[Collected data entries]

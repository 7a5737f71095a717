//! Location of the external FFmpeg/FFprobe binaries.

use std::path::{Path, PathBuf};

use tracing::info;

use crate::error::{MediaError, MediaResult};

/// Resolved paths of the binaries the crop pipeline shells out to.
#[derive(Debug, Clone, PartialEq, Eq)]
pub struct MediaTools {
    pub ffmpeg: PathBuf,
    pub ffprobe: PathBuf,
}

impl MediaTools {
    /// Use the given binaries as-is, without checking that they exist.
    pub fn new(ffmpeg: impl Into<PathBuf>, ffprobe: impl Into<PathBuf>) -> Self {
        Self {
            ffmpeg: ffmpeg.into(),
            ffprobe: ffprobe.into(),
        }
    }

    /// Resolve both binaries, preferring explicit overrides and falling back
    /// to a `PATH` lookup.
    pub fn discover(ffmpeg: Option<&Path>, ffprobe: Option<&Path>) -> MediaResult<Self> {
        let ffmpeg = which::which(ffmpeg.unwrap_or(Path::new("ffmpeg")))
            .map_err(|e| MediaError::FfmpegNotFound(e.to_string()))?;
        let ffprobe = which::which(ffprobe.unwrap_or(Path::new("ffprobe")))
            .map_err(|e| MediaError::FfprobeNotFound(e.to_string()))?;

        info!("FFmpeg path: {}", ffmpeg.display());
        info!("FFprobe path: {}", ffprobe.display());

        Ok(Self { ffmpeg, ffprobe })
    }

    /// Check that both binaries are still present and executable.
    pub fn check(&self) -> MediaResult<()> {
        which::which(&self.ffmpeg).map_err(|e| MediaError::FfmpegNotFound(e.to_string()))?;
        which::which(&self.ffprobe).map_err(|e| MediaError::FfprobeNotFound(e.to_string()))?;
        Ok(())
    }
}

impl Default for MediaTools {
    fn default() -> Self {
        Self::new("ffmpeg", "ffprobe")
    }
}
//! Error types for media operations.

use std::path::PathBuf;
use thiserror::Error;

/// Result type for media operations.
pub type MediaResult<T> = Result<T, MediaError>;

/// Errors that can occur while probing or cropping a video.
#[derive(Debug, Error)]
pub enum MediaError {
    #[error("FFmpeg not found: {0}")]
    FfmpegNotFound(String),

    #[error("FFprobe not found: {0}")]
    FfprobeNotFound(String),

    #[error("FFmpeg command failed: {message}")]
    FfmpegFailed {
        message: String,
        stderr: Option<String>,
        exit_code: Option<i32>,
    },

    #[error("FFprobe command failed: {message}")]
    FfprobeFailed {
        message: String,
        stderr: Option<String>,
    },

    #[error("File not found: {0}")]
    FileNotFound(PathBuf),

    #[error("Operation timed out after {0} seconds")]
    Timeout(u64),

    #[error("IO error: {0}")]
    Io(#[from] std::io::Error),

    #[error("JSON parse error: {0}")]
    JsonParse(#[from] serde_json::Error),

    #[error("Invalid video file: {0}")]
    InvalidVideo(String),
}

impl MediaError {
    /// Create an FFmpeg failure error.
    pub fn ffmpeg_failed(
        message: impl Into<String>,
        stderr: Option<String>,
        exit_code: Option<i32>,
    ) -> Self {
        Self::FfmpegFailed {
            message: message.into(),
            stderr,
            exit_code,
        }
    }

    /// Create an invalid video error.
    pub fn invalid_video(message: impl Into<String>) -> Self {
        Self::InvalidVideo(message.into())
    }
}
--
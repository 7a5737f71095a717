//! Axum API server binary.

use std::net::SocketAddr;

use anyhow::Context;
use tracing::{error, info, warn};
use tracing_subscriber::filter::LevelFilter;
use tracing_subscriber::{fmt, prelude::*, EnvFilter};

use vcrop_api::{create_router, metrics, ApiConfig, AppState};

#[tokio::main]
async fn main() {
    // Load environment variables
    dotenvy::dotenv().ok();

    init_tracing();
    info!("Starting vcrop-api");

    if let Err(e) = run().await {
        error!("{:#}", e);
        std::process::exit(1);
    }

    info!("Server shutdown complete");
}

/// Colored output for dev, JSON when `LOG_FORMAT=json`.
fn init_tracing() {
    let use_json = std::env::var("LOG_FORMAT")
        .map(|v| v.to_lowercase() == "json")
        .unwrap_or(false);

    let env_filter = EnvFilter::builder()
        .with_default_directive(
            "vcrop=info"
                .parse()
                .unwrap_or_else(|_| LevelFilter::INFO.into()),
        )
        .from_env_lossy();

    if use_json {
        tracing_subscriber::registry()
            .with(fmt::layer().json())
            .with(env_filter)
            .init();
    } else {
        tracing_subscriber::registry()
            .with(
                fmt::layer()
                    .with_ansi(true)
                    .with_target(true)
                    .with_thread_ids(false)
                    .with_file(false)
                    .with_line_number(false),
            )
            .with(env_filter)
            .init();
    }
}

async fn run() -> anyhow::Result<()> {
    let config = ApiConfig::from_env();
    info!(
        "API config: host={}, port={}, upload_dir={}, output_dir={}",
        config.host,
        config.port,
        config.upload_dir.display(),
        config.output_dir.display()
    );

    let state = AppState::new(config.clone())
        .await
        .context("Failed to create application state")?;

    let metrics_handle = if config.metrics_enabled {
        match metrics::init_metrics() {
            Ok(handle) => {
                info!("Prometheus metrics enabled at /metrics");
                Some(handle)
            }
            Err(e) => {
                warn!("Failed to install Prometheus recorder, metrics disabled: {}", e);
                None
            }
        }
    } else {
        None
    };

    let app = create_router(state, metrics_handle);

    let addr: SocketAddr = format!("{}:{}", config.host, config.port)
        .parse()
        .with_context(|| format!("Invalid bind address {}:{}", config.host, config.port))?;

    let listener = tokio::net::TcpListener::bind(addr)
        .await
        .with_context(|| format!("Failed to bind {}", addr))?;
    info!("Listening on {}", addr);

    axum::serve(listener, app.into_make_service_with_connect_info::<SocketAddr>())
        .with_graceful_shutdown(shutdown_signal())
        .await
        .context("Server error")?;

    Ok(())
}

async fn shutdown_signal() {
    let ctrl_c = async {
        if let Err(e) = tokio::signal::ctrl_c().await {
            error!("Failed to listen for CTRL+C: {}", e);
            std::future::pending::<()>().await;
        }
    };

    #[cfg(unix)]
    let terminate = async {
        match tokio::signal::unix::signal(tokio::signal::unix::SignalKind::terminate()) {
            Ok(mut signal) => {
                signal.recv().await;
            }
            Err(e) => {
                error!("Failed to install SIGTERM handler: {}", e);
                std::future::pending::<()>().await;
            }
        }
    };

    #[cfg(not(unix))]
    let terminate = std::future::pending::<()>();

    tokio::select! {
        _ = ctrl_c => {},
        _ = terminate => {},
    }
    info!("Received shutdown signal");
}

## ASSIGNED TASK
Using the records above, report each line that contains the word "install" by copying it.

## RESPONSE AREA
                warn!("Failed to install Prometheus recorder, metrics disabled: {}", e);
                error!("Failed to install SIGTERM handler: {}", e);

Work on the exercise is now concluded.